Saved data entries
//! FILENAME: core/parser/src/lexer.rs
//! PURPOSE: Scans a raw expression string and produces the full sequence of Tokens.
//! CONTEXT: This is the first stage of the parsing pipeline. It skips whitespace,
//! reads integer and decimal literals, identifiers and the reserved function names,
//! and the single-character operators. The whole input is scanned eagerly before
//! parsing begins; the first unrecognized character aborts the scan.
//!
//! SUPPORTED TOKENS:
//! - Numbers: 42, 3.14, 3., .5 (no exponents, no sign)
//! - Identifiers: x, _tmp, rate2
//! - Functions: sin cos tan log (exact, case-sensitive)
//! - Single char: + - * / ^ ( ) ,

use crate::error::LexicalError;
use crate::token::{Token, TokenKind};
use std::iter::Peekable;
use std::str::Chars;

pub struct Lexer<'a> {
    input: Peekable<Chars<'a>>,
    /// Character offset of the next unread character.
    position: usize,
}

impl<'a> Lexer<'a> {
    pub fn new(input: &'a str) -> Self {
        Lexer {
            input: input.chars().peekable(),
            position: 0,
        }
    }

    /// Scans the remaining input. The result always ends with exactly one EOF token.
    pub fn tokenize(mut self) -> Result<Vec<Token>, LexicalError> {
        let mut tokens = Vec::new();
        loop {
            let token = self.next_token()?;
            log::trace!(target: "lexer", "{} at {}", token, token.position);
            let done = token.is_eof();
            tokens.push(token);
            if done {
                break;
            }
        }
        log::debug!(target: "lexer", "scanned {} tokens", tokens.len());
        Ok(tokens)
    }

    /// Advances the lexer and returns the next token.
    pub fn next_token(&mut self) -> Result<Token, LexicalError> {
        self.skip_whitespace();

        let start = self.position;
        let ch = match self.bump() {
            Some(ch) => ch,
            None => return Ok(Token::eof(start)),
        };

        let kind = match ch {
            '+' => TokenKind::Plus,
            '-' => TokenKind::Minus,
            '*' => TokenKind::Multiply,
            '/' => TokenKind::Divide,
            '^' => TokenKind::Power,
            '(' => TokenKind::LParen,
            ')' => TokenKind::RParen,
            ',' => TokenKind::Comma,

            ch if ch.is_ascii_digit() => return Ok(self.read_number(ch, start)),

            // A leading dot only starts a number when a digit follows it
            '.' if self.input.peek().is_some_and(|c| c.is_ascii_digit()) => {
                return Ok(self.read_number(ch, start));
            }

            ch if is_identifier_start(ch) => return Ok(self.read_word(ch, start)),

            character => {
                return Err(LexicalError {
                    character,
                    position: start,
                })
            }
        };

        Ok(Token::new(kind, ch.to_string(), start))
    }

    fn bump(&mut self) -> Option<char> {
        let ch = self.input.next()?;
        self.position += 1;
        Some(ch)
    }

    fn skip_whitespace(&mut self) {
        while let Some(&ch) = self.input.peek() {
            if !ch.is_whitespace() {
                break;
            }
            self.bump();
        }
    }

    fn read_number(&mut self, first_char: char, start: usize) -> Token {
        let mut number_str = String::from(first_char);
        let mut has_dot = first_char == '.';

        while let Some(&ch) = self.input.peek() {
            if ch.is_ascii_digit() {
                number_str.push(ch);
            } else if ch == '.' && !has_dot {
                has_dot = true;
                number_str.push(ch);
            } else {
                break;
            }
            self.bump();
        }

        let kind = if has_dot {
            TokenKind::Float
        } else {
            TokenKind::Integer
        };
        Token::new(kind, number_str, start)
    }

    fn read_word(&mut self, first_char: char, start: usize) -> Token {
        let mut word = String::from(first_char);

        while let Some(&ch) = self.input.peek() {
            if !is_identifier_continue(ch) {
                break;
            }
            word.push(ch);
            self.bump();
        }

        Token::new(TokenKind::for_word(&word), word, start)
    }
}

/// Scans `text` into its complete token sequence.
pub fn tokenize(text: &str) -> Result<Vec<Token>, LexicalError> {
    Lexer::new(text).tokenize()
}

fn is_identifier_start(ch: char) -> bool {
    ch.is_alphabetic() || ch == '_'
}

fn is_identifier_continue(ch: char) -> bool {
    ch.is_alphanumeric() || ch == '_'
}
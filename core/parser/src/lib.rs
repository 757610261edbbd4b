//! FILENAME: core/parser/src/lib.rs
//! PURPOSE: Library root for the arithmetic expression parser.
//! CONTEXT: This module exposes the lexer, parser, and AST components
//! needed to convert expression strings into syntax trees.
//!
//! PIPELINE: Expression String --> Lexer --> Tokens --> Parser --> AST (Program)
//!
//! SUPPORTED FEATURES:
//! - Arithmetic: +, -, *, /, ^ (power, right-associative)
//! - Integer and decimal literals: 42, 3.14
//! - Identifiers: x, rate_2
//! - Function calls: sin(x), cos(x), tan(x), log(8, 2)
//! - Parentheses for grouping
//! - Unary signs: -5, +5

pub mod ast;
pub mod config;
pub mod error;
pub mod lexer;
pub mod parser;
pub mod printer;
pub mod token;


// Re-export commonly used types for convenience
pub use ast::{Associativity, BinaryOperator, Function, Node, Number, Program, UnaryOperator};
pub use config::ParserConfig;
pub use error::{ConfigError, LexicalError, ParseError, ParseResult, SyntaxError};
pub use lexer::{tokenize, Lexer};
pub use parser::{parse, parse_tokens, parse_with_config, Parser};
pub use printer::{print_ast, render_tree, write_tree};
pub use token::{Token, TokenKind};
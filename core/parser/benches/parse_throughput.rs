//! FILENAME: core/parser/benches/parse_throughput.rs
//! PURPOSE: Measures tokenizing and parsing cost as inputs grow.

use criterion::{black_box, criterion_group, criterion_main, BenchmarkId, Criterion};
use expr_parser::{parse, tokenize};

/// Builds a flat chain like "x0 + 1.5 * sin(x1) - x2 ^ 2 ..." with `terms` terms.
fn build_chain(terms: usize) -> String {
    let mut expr = String::from("x0");
    for i in 1..terms {
        let term = match i % 4 {
            0 => format!(" + {}", i),
            1 => format!(" * sin(x{})", i),
            2 => format!(" - x{} ^ 2", i),
            _ => format!(" / log({}, 2)", i),
        };
        expr.push_str(&term);
    }
    expr
}

fn bench_tokenize(c: &mut Criterion) {
    let mut group = c.benchmark_group("tokenize");
    for terms in [10, 100, 1_000] {
        let input = build_chain(terms);
        group.bench_with_input(BenchmarkId::from_parameter(terms), &input, |b, input| {
            b.iter(|| tokenize(black_box(input)))
        });
    }
    group.finish();
}

fn bench_parse(c: &mut Criterion) {
    let mut group = c.benchmark_group("parse");
    for terms in [10, 100, 1_000] {
        let input = build_chain(terms);
        group.bench_with_input(BenchmarkId::from_parameter(terms), &input, |b, input| {
            b.iter(|| parse(black_box(input)))
        });
    }
    group.finish();
}

criterion_group!(benches, bench_tokenize, bench_parse);
criterion_main!(benches);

=== REQUIREMENT ===
No line may be left out; the records are to be transcribed in full.

=== YOUR SOLUTION ===
//! FILENAME: core/parser/src/lexer.rs
//! PURPOSE: Scans a raw expression string and produces the full sequence of Tokens.
//! CONTEXT: This is the first stage of the parsing pipeline. It skips whitespace,
//! reads integer and decimal literals, identifiers and the reserved function names,
//! and the single-character operators. The whole input is scanned eagerly before
//! parsing begins; the first unrecognized character aborts the scan.
//!
//! SUPPORTED TOKENS:
//! - Numbers: 42, 3.14, 3., .5 (no exponents, no sign)
//! - Identifiers: x, _tmp, rate2
//! - Functions: sin cos tan log (exact, case-sensitive)
//! - Single char: + - * / ^ ( ) ,

use crate::error::LexicalError;
use crate::token::{Token, TokenKind};
use std::iter::Peekable;
use std::str::Chars;

pub struct Lexer<'a> {
    input: Peekable<Chars<'a>>,
    /// Character offset of the next unread character.
    position: usize,
}

impl<'a> Lexer<'a> {
    pub fn new(input: &'a str) -> Self {
        Lexer {
            input: input.chars().peekable(),
            position: 0,
        }
    }

    /// Scans the remaining input. The result always ends with exactly one EOF token.
    pub fn tokenize(mut self) -> Result<Vec<Token>, LexicalError> {
        let mut tokens = Vec::new();
        loop {
            let token = self.next_token()?;
            log::trace!(target: "lexer", "{} at {}", token, token.position);
            let done = token.is_eof();
            tokens.push(token);
            if done {
                break;
            }
        }
        log::debug!(target: "lexer", "scanned {} tokens", tokens.len());
        Ok(tokens)
    }

    /// Advances the lexer and returns the next token.
    pub fn next_token(&mut self) -> Result<Token, LexicalError> {
        self.skip_whitespace();

        let start = self.position;
        let ch = match self.bump() {
            Some(ch) => ch,
            None => return Ok(Token::eof(start)),
        };

        let kind = match ch {
            '+' => TokenKind::Plus,
            '-' => TokenKind::Minus,
            '*' => TokenKind::Multiply,
            '/' => TokenKind::Divide,
            '^' => TokenKind::Power,
            '(' => TokenKind::LParen,
            ')' => TokenKind::RParen,
            ',' => TokenKind::Comma,

            ch if ch.is_ascii_digit() => return Ok(self.read_number(ch, start)),

            // A leading dot only starts a number when a digit follows it
            '.' if self.input.peek().is_some_and(|c| c.is_ascii_digit()) => {
                return Ok(self.read_number(ch, start));
            }

            ch if is_identifier_start(ch) => return Ok(self.read_word(ch, start)),

            character => {
                return Err(LexicalError {
                    character,
                    position: start,
                })
            }
        };

        Ok(Token::new(kind, ch.to_string(), start))
    }

    fn bump(&mut self) -> Option<char> {
        let ch = self.input.next()?;
        self.position += 1;
        Some(ch)
    }

    fn skip_whitespace(&mut self) {
        while let Some(&ch) = self.input.peek() {
            if !ch.is_whitespace() {
                break;
            }
            self.bump();
        }
    }

    fn read_number(&mut self, first_char: char, start: usize) -> Token {
        let mut number_str = String::from(first_char);
        let mut has_dot = first_char == '.';

        while let Some(&ch) = self.input.peek() {
            if ch.is_ascii_digit() {
                number_str.push(ch);
            } else if ch == '.' && !has_dot {
                has_dot = true;
                number_str.push(ch);
            } else {
                break;
            }
            self.bump();
        }

        let kind = if has_dot {
            TokenKind::Float
        } else {
            TokenKind::Integer
        };
        Token::new(kind, number_str, start)
    }

    fn read_word(&mut self, first_char: char, start: usize) -> Token {
        let mut word = String::from(first_char);

        while let Some(&ch) = self.input.peek() {
            if !is_identifier_continue(ch) {
                break;
            }
            word.push(ch);
            self.bump();
        }

        Token::new(TokenKind::for_word(&word), word, start)
    }
}

/// Scans `text` into its complete token sequence.
pub fn tokenize(text: &str) -> Result<Vec<Token>, LexicalError> {
    Lexer::new(text).tokenize()
}

fn is_identifier_start(ch: char) -> bool {
    ch.is_alphabetic() || ch == '_'
}

fn is_identifier_continue(ch: char) -> bool {
    ch.is_alphanumeric() || ch == '_'
}
filename core/parser/src/lib.rs
repository 757610261edbbd4b
//! FILENAME: core/parser/src/lib.rs
//! PURPOSE: Library root for the arithmetic expression parser.
//! CONTEXT: This module exposes the lexer, parser, and AST components
//! needed to convert expression strings into syntax trees.
//!
//! PIPELINE: Expression String --> Lexer --> Tokens --> Parser --> AST (Program)
//!
//! SUPPORTED FEATURES:
//! - Arithmetic: +, -, *, /, ^ (power, right-associative)
//! - Integer and decimal literals: 42, 3.14
//! - Identifiers: x, rate_2
//! - Function calls: sin(x), cos(x), tan(x), log(8, 2)
//! - Parentheses for grouping
//! - Unary signs: -5, +5

pub mod ast;
pub mod config;
pub mod error;
pub mod lexer;
pub mod parser;
pub mod printer;
pub mod token;


// Re-export commonly used types for convenience
pub use ast::{Associativity, BinaryOperator, Function, Node, Number, Program, UnaryOperator};
pub use config::ParserConfig;
pub use error::{ConfigError, LexicalError, ParseError, ParseResult, SyntaxError};
pub use lexer::{tokenize, Lexer};
pub use parser::{parse, parse_tokens, parse_with_config, Parser};
pub use printer::{print_ast, render_tree, write_tree};
pub use token::{Token, TokenKind};
filename core/parser/benches/parse_throughput.rs
//! FILENAME: core/parser/benches/parse_throughput.rs
//! PURPOSE: Measures tokenizing and parsing cost as inputs grow.

use criterion::{black_box, criterion_group, criterion_main, BenchmarkId, Criterion};
use expr_parser::{parse, tokenize};

/// Builds a flat chain like "x0 + 1.5 * sin(x1) - x2 ^ 2 ..." with `terms` terms.
fn build_chain(terms: usize) -> String {
    let mut expr = String::from("x0");
    for i in 1..terms {
        let term = match i % 4 {
            0 => format!(" + {}", i),
            1 => format!(" * sin(x{})", i),
            2 => format!(" - x{} ^ 2", i),
            _ => format!(" / log({}, 2)", i),
        };
        expr.push_str(&term);
    }
    expr
}

fn bench_tokenize(c: &mut Criterion) {
    let mut group = c.benchmark_group("tokenize");
    for terms in [10, 100, 1_000] {
        let input = build_chain(terms);
        group.bench_with_input(BenchmarkId::from_parameter(terms), &input, |b, input| {
            b.iter(|| tokenize(black_box(input)))
        });
    }
    group.finish();
}

fn bench_parse(c: &mut Criterion) {
    let mut group = c.benchmark_group("parse");
    for terms in [10, 100, 1_000] {
        let input = build_chain(terms);
        group.bench_with_input(BenchmarkId::from_parameter(terms), &input, |b, input| {
            b.iter(|| parse(black_box(input)))
        });
    }
    group.finish();
}

criterion_group!(benches, bench_tokenize, bench_parse);
criterion_main!(benches);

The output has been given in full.